A FastAPI server that compares the semantic similarity between two strings using a sentence-transformers model.
- Semantic similarity comparison between text strings
- Uses sentence-transformers model (all-MiniLM-L6-v2 by default)
- Automatically utilizes GPU if available
- Simple REST API with JSON request/response
- Model caching to avoid repeated downloads on server restart
- Clone this repository:
git clone https://github.com/yourusername/similarity-scorer.git
cd similarity-scorer
- Install the required packages:
pip install -r requirements.txt
uvicorn main:app --reload
./start.sh
You can customize settings by setting environment variables:
MODEL_NAME=all-mpnet-base-v2 WORKERS=4 ./start.sh
The server will run at: http://127.0.0.1:16000
Interactive API documentation is available at: http://127.0.0.1:16000/docs
docker build -t similarity-scorer .
docker run -p 16000:16000 similarity-scorer
docker-compose up
To run in detached mode:
docker-compose up -d
To stop the service:
docker-compose down
To start the server in production mode:
./start.sh
For memory-constrained environments:
./start_optimized.sh
To stop any running server instances:
./terminate.sh
If regular termination doesn't work, use the force termination script (may require sudo):
sudo ./force_terminate.sh
These scripts will:
- Identify all running processes related to the similarity scorer
- Attempt to terminate them gracefully (regular script) or forcefully (force script)

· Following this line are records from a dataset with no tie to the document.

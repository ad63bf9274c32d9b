use crate::ui::app::Pane;
use crate::utils::get_color;
use ratatui::{
    buffer::Buffer,
    layout::Rect,
    style::{Color, Modifier, Style},
    text::Line,
    widgets::{Block, Borders, Paragraph, Widget},
};

/// Hard-wrap `lines` to `width` columns and keep the last `height` rows.
///
/// Wrapping is done here rather than by `Paragraph` so the number of rows is
/// known and the pane can stay pinned to its newest output.
pub fn wrap_tail<'a, I>(lines: I, width: usize, height: usize) -> Vec<String>
where
    I: DoubleEndedIterator<Item = &'a String>,
{
    if width == 0 || height == 0 {
        return Vec::new();
    }

    let mut rows = Vec::with_capacity(height);
    for line in lines.rev() {
        let chars: Vec<char> = line.chars().collect();
        let mut chunks: Vec<String> = chars.chunks(width).map(|c| c.iter().collect()).collect();
        if chunks.is_empty() {
            chunks.push(String::new());
        }
        for chunk in chunks.into_iter().rev() {
            rows.push(chunk);
            if rows.len() == height {
                rows.reverse();
                return rows;
            }
        }
    }
    rows.reverse();
    rows
}

/// Bordered, auto-scrolling view of one pod.
pub struct PaneView<'a> {
    pane: &'a Pane,
}

impl<'a> PaneView<'a> {
    pub fn new(pane: &'a Pane) -> Self {
        Self { pane }
    }
}

impl<'a> Widget for PaneView<'a> {
    fn render(self, area: Rect, buf: &mut Buffer) {
        let color = get_color(&format!("{}/{}", self.pane.context, self.pane.pod_name));
        let title_style = if self.pane.ended {
            Style::default().fg(Color::DarkGray)
        } else {
            Style::default().fg(color).add_modifier(Modifier::BOLD)
        };
        let block = Block::default()
            .title(Line::styled(self.pane.title(), title_style))
            .borders(Borders::ALL)
            .border_style(Style::default().fg(color));

        let inner = block.inner(area);
        let rows = wrap_tail(
            self.pane.lines.iter(),
            inner.width as usize,
            inner.height as usize,
        );
        let lines: Vec<Line> = rows.into_iter().map(Line::from).collect();

        Paragraph::new(lines).block(block).render(area, buf);
    }
}

pub struct StatusBar {
    live_streams: usize,
    total_panes: usize,
    total_lines: usize,
}

impl StatusBar {
    pub fn new(live_streams: usize, total_panes: usize, total_lines: usize) -> Self {
        Self {
            live_streams,
            total_panes,
            total_lines,
        }
    }
}

impl Widget for StatusBar {
    fn render(self, area: Rect, buf: &mut Buffer) {
        let status_text = [
            format!("Pods: {}/{}", self.live_streams, self.total_panes),
            format!("Lines: {}", self.total_lines),
            "q to quit".to_string(),
        ]
        .join(" | ");

        Paragraph::new(status_text)
            .style(Style::default().bg(Color::DarkGray).fg(Color::White))
            .render(area, buf);
    }
}

#[cfg(test)]
mod tests {
    use super::*;

    fn owned(lines: &[&str]) -> Vec<String> {
        lines.iter().map(|l| l.to_string()).collect()
    }

    #[test]
    fn test_wrap_tail_keeps_newest_rows() {
        let lines = owned(&["one", "two", "three", "four"]);
        assert_eq!(wrap_tail(lines.iter(), 10, 2), owned(&["three", "four"]));
    }

    #[test]
    fn test_wrap_tail_splits_long_lines() {
        let lines = owned(&["abcdefgh", "xy"]);
        assert_eq!(wrap_tail(lines.iter(), 3, 3), owned(&["def", "gh", "xy"]));
    }

    #[test]
    fn test_wrap_tail_short_history() {
        let lines = owned(&["", "a"]);
        assert_eq!(wrap_tail(lines.iter(), 5, 10), owned(&["", "a"]));
    }

    #[test]
    fn test_wrap_tail_degenerate_area() {
        let lines = owned(&["a"]);
        assert!(wrap_tail(lines.iter(), 0, 5).is_empty());
        assert!(wrap_tail(lines.iter(), 5, 0).is_empty());
    }
}
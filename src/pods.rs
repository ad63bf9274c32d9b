use crate::error::TailError;
use crate::matcher::filter_matching;
use crate::providers::ClusterQuery;
use crate::types::{Context, Pod};
use futures::stream::{self, StreamExt};
use std::collections::BTreeMap;
use tracing::{debug, info, warn};

/// Pods found across the queried contexts.
#[derive(Debug, Default)]
pub struct PodSelection {
    pub pods: Vec<Pod>,
    /// Contexts that could not be queried, and patterns that were skipped.
    pub failures: Vec<TailError>,
}

/// Query every context for its pods, at most `max_concurrency` at a time.
///
/// A context whose query fails is logged and contributes no pods. The result
/// is only assembled once every query has finished, sorted and deduplicated
/// on `(context, name)`.
pub async fn retrieve_all_pods<Q: ClusterQuery + ?Sized>(
    query: &Q,
    contexts: &[Context],
    max_concurrency: usize,
) -> PodSelection {
    let results: Vec<(&Context, Result<Vec<String>, TailError>)> = stream::iter(contexts)
        .map(|context| async move { (context, query.list_pods(context).await) })
        .buffer_unordered(max_concurrency.max(1))
        .collect()
        .await;

    let mut set = BTreeMap::new();
    let mut failures = Vec::new();
    for (context, result) in results {
        match result {
            Ok(names) => {
                debug!("[{}] Found {} pods", context, names.len());
                for name in names.into_iter().filter(|n| !n.is_empty()) {
                    set.entry((context.clone(), name.clone()))
                        .or_insert_with(|| Pod::new(context.clone(), name));
                }
            }
            Err(e) => {
                warn!("{}", e);
                failures.push(e);
            }
        }
    }

    PodSelection {
        pods: set.into_values().collect(),
        failures,
    }
}

/// Pods of `contexts` whose name matches at least one of `patterns`, or all
/// of them when no pattern is given.
pub async fn select_matching_pods<Q: ClusterQuery + ?Sized>(
    query: &Q,
    contexts: &[Context],
    patterns: &[String],
    max_concurrency: usize,
) -> PodSelection {
    let mut selection = retrieve_all_pods(query, contexts, max_concurrency).await;
    if !patterns.is_empty() {
        let matches = filter_matching(
            std::mem::take(&mut selection.pods),
            patterns,
            |pod| (pod.context.clone(), pod.name.clone()),
            |pod| pod.name.as_str(),
        );
        selection.pods = matches.selected;
        selection.failures.extend(matches.invalid);
    }
    info!(
        "Selected {} pods across {} contexts",
        selection.pods.len(),
        contexts.len()
    );
    selection
}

- Report the status after termination attempt
Compares the semantic similarity between two sentences.
Request Body:
{
"sentence1": "How do I bake a cake?",
"sentence2": "What is the process for making a cake?"
}
Response:
{
"sentence1": "How do I bake a cake?",
"sentence2": "What is the process for making a cake?",
"semantic_similarity": 0.87
}
You can change the model in two ways:
-
By setting the
MODEL_NAME
environment variable:# When running with Python MODEL_NAME=all-mpnet-base-v2 uvicorn main:app --reload # When running with Docker docker run -p 16000:16000 -e MODEL_NAME=all-mpnet-base-v2 similarity-scorer # Or update the environment variable in docker-compose.yml # and then run docker-compose up
-
By directly editing the default in
main.py
:model_name = os.environ.get("MODEL_NAME", "all-mpnet-base-v2")
Note that more accurate models like "all-mpnet-base-v2" require more computational resources but provide better similarity results.
The application is configured to cache downloaded models in the models/
directory. This means:
- The model will only be downloaded once, even if you restart the server multiple times
- Subsequent server startups will be much faster
- When using Docker, the model cache is stored in a named volume for persistence
This is especially important for larger models like "all-mpnet-base-v2" which can be several hundred MB in size.
To optimize memory usage, the application uses a dedicated model service that runs in a separate process:
- Only one copy of the model is loaded in memory regardless of how many Gunicorn workers are running
- All worker processes communicate with the model service via IPC (inter-process communication)
- This significantly reduces memory usage when running with multiple workers
This architecture is particularly beneficial for large models that would otherwise consume several GB of RAM if loaded separately in each worker process.
This application is designed for memory efficiency, especially in environments with limited resources:
- Single Model Instance: The model is loaded only once in a dedicated process and shared across all workers
- Conservative Worker Count: The Gunicorn configuration uses fewer workers than typical to reduce memory usage
- Memory Monitoring: The application logs memory usage at various points to track resource utilization
- Configurable Worker Count: You can set the
WORKERS
environment variable to further limit workers - Worker Lifecycle Management: Workers are restarted after handling a certain number of requests to prevent memory leaks
For environments with very limited memory, use the optimized startup script:
./start_optimized.sh
This script sets environment variables to optimize memory usage and provides memory usage tracking.
The application automatically detects and uses available GPU resources:
On macOS, the application uses:
- Apple's Metal Performance Shaders (MPS) backend on Apple Silicon (M1/M2/M3) Macs
- AMD GPUs on Intel Macs with compatible graphics cards
To check if your Mac is using GPU acceleration:
- Start the server
- Visit
http://127.0.0.1:16000/system-info
to see device information - Look for
"mps_available": true
and"current_device": "mps"
in the response
On systems with NVIDIA GPUs, CUDA will be used automatically.
If running in Docker, make sure to include the GPU runtime configuration as specified in the docker-compose.yml file.